# [What the task asks]
This exercise asks for every line of the material that contains the word "block".

# [Data for this task]
%%

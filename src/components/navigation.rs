use crate::utils::{encode_path, escape_attr, join_url};

/// Component for the navigation bar shown on every page
#[derive(Debug, Clone)]
pub struct NavigationComponent {
    base: String,
    home: String,
    has_tags: bool,
}

impl NavigationComponent {
    pub fn new(base: &str, home: &str, has_tags: bool) -> Self {
        Self { base: base.to_string(), home: home.to_string(), has_tags }
    }

    /// Home link, tags link when any tag exists, and the theme toggle
    pub fn build_nav_html(&self) -> String {
        let mut html = String::from("<nav class=\"nav-bar\">");
        html.push_str(&format!(
            "<a class=\"nav-home\" href=\"{}\">Home</a>",
            escape_attr(&encode_path(&join_url(&self.base, &self.home)))
        ));
        if self.has_tags {
            html.push_str(&format!(
                "<a class=\"nav-tags\" href=\"{}\">Tags</a>",
                escape_attr(&join_url(&self.base, "/tags"))
            ));
        }
        html.push_str("<button id=\"theme-toggle\" type=\"button\" aria-label=\"Toggle theme\">&#9680;</button>");
        html.push_str("</nav>");
        html
    }
}
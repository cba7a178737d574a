use std::ffi::OsStr;
use std::io;
use std::path::Path;

use walkdir::{DirEntry, WalkDir};

use crate::errors::WikiError;
use crate::registry::page::Page;

/// Check if a file is markdown
pub fn is_markdown(path: &Path) -> bool {
    path.extension()
        .and_then(OsStr::to_str)
        .map(|s| s.eq_ignore_ascii_case("md"))
        .unwrap_or(false)
}

fn is_hidden_dir(entry: &DirEntry) -> bool {
    entry.depth() > 0
        && entry.file_type().is_dir()
        && entry.file_name().to_str().is_some_and(|s| s.starts_with('.'))
}

/// Walk `root` and build a page for every Markdown file at any depth.
///
/// Entries are visited in file name order. Hidden directories such as
/// `.git` are not descended into. The first unreadable directory or file
/// aborts the scan.
pub fn scan_dir(root: &Path) -> Result<Vec<Page>, WikiError> {
    let mut pages = Vec::new();
    let walker = WalkDir::new(root)
        .follow_links(true)
        .sort_by_file_name()
        .into_iter()
        .filter_entry(|e| !is_hidden_dir(e));

    for entry in walker {
        let entry = entry.map_err(io::Error::from)?;
        if !entry.file_type().is_file() || !is_markdown(entry.path()) {
            continue;
        }
        pages.push(Page::load(root, entry.into_path())?);
    }
    Ok(pages)
}

#[cfg(test)]
mod tests {
    use super::*;
    use std::fs;
    use tempfile::TempDir;

    fn write(root: &Path, rel: &str, content: &str) {
        let path = root.join(rel);
        fs::create_dir_all(path.parent().unwrap()).unwrap();
        fs::write(path, content).unwrap();
    }

    #[test]
    fn test_finds_pages_at_any_depth() {
        let dir = TempDir::new().unwrap();
        let root = dir.path();
        write(root, "Home.md", "# Home");
        write(root, "a/One.md", "# One");
        write(root, "a/b/Two.md", "# Two");
        write(root, "a/b/c/d/Three.md", "---\ntags: [deep]\n---\n");
        write(root, "a/notes.txt", "not markdown");
        write(root, "image.png", "");

        let pages = scan_dir(root).unwrap();
        let uris: Vec<_> = pages.iter().map(|p| p.uri.as_str()).collect();
        assert_eq!(uris, ["/Home", "/a/One", "/a/b/Two", "/a/b/c/d/Three"]);
        assert_eq!(pages[3].tags(), ["deep"]);
    }

    #[test]
    fn test_order_is_stable() {
        let dir = TempDir::new().unwrap();
        for name in ["c.md", "a.md", "b.md", "sub/z.md"] {
            write(dir.path(), name, "");
        }
        let first: Vec<_> = scan_dir(dir.path()).unwrap().into_iter().map(|p| p.uri).collect();
        let second: Vec<_> = scan_dir(dir.path()).unwrap().into_iter().map(|p| p.uri).collect();
        assert_eq!(first, second);
        assert_eq!(first, ["/a", "/b", "/c", "/sub/z"]);
    }

    #[test]
    fn test_skips_hidden_directories() {
        let dir = TempDir::new().unwrap();
        write(dir.path(), ".git/README.md", "");
        write(dir.path(), "Page.md", "");
        let pages = scan_dir(dir.path()).unwrap();
        assert_eq!(pages.len(), 1);
    }

    #[test]
    fn test_missing_root_fails() {
        let dir = TempDir::new().unwrap();
        let err = scan_dir(&dir.path().join("nope")).unwrap_err();
        assert!(matches!(err, WikiError::Io(_)));
    }

    #[test]
    fn test_malformed_meta_aborts_scan() {
        let dir = TempDir::new().unwrap();
        write(dir.path(), "Good.md", "# ok");
        write(dir.path(), "Bad.md", "---\ndraft: [\n---\n");
        assert!(scan_dir(dir.path()).is_err());
    }
}
use std::io::{self, BufRead};

use serde::Deserialize;

use crate::errors::WikiError;

/// Line opening and closing a front matter block
pub const DELIMITER: &str = "---";

/// Page metadata carried in front matter
#[derive(Debug, Clone, Default, PartialEq, Eq, Deserialize)]
#[serde(default)]
pub struct Meta {
    pub tags: Vec<String>,
    pub draft: bool,
}

fn is_blank(line: &str) -> bool {
    line.trim().is_empty()
}

fn strip_cr(line: &str) -> &str {
    line.strip_suffix('\r').unwrap_or(line)
}

/// Read the front matter block from the leading lines of a Markdown file.
///
/// Blank lines before the opening delimiter are skipped. Returns the lines
/// between the delimiters, or [`WikiError::MetadataNotFound`] when the first
/// non-blank line is not a delimiter or the block is never closed.
pub fn read_meta<R: BufRead>(reader: R) -> Result<Vec<String>, WikiError> {
    let mut found = false;
    let mut meta = Vec::new();

    // Lines are split as bytes: only the block itself has to be UTF-8.
    for line in reader.split(b'\n') {
        let line = line?;
        let line = line.strip_suffix(b"\r").unwrap_or(&line[..]);
        if !found {
            if line.trim_ascii().is_empty() {
                continue;
            }
            if line == DELIMITER.as_bytes() {
                found = true;
                continue;
            }
            return Err(WikiError::MetadataNotFound);
        }
        if line == DELIMITER.as_bytes() {
            return Ok(meta);
        }
        let text = std::str::from_utf8(line).map_err(|e| io::Error::new(io::ErrorKind::InvalidData, e))?;
        meta.push(text.to_string());
    }
    Err(WikiError::MetadataNotFound)
}

/// Parse front matter lines into [`Meta`]
pub fn parse_meta(lines: &[String]) -> Result<Meta, WikiError> {
    let text = lines.join("\n");
    if is_blank(&text) {
        return Ok(Meta::default());
    }
    let value: serde_yaml::Value = serde_yaml::from_str(&text)?;
    if value.is_null() {
        return Ok(Meta::default());
    }
    Ok(serde_yaml::from_value(value)?)
}

/// Return the Markdown body with a leading front matter block removed
pub fn strip_front_matter(raw: &str) -> &str {
    let mut offset = 0;
    let mut found = false;
    for line in raw.split_inclusive('\n') {
        let end = offset + line.len();
        let text = strip_cr(line.trim_end_matches('\n'));
        if !found {
            if is_blank(text) {
                offset = end;
                continue;
            }
            if text != DELIMITER {
                return raw;
            }
            found = true;
        } else if text == DELIMITER {
            return &raw[end..];
        }
        offset = end;
    }
    raw
}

%%

# [Task response]
/// Line opening and closing a front matter block
/// Read the front matter block from the leading lines of a Markdown file.
/// non-blank line is not a delimiter or the block is never closed.
    // Lines are split as bytes: only the block itself has to be UTF-8.
/// Return the Markdown body with a leading front matter block removed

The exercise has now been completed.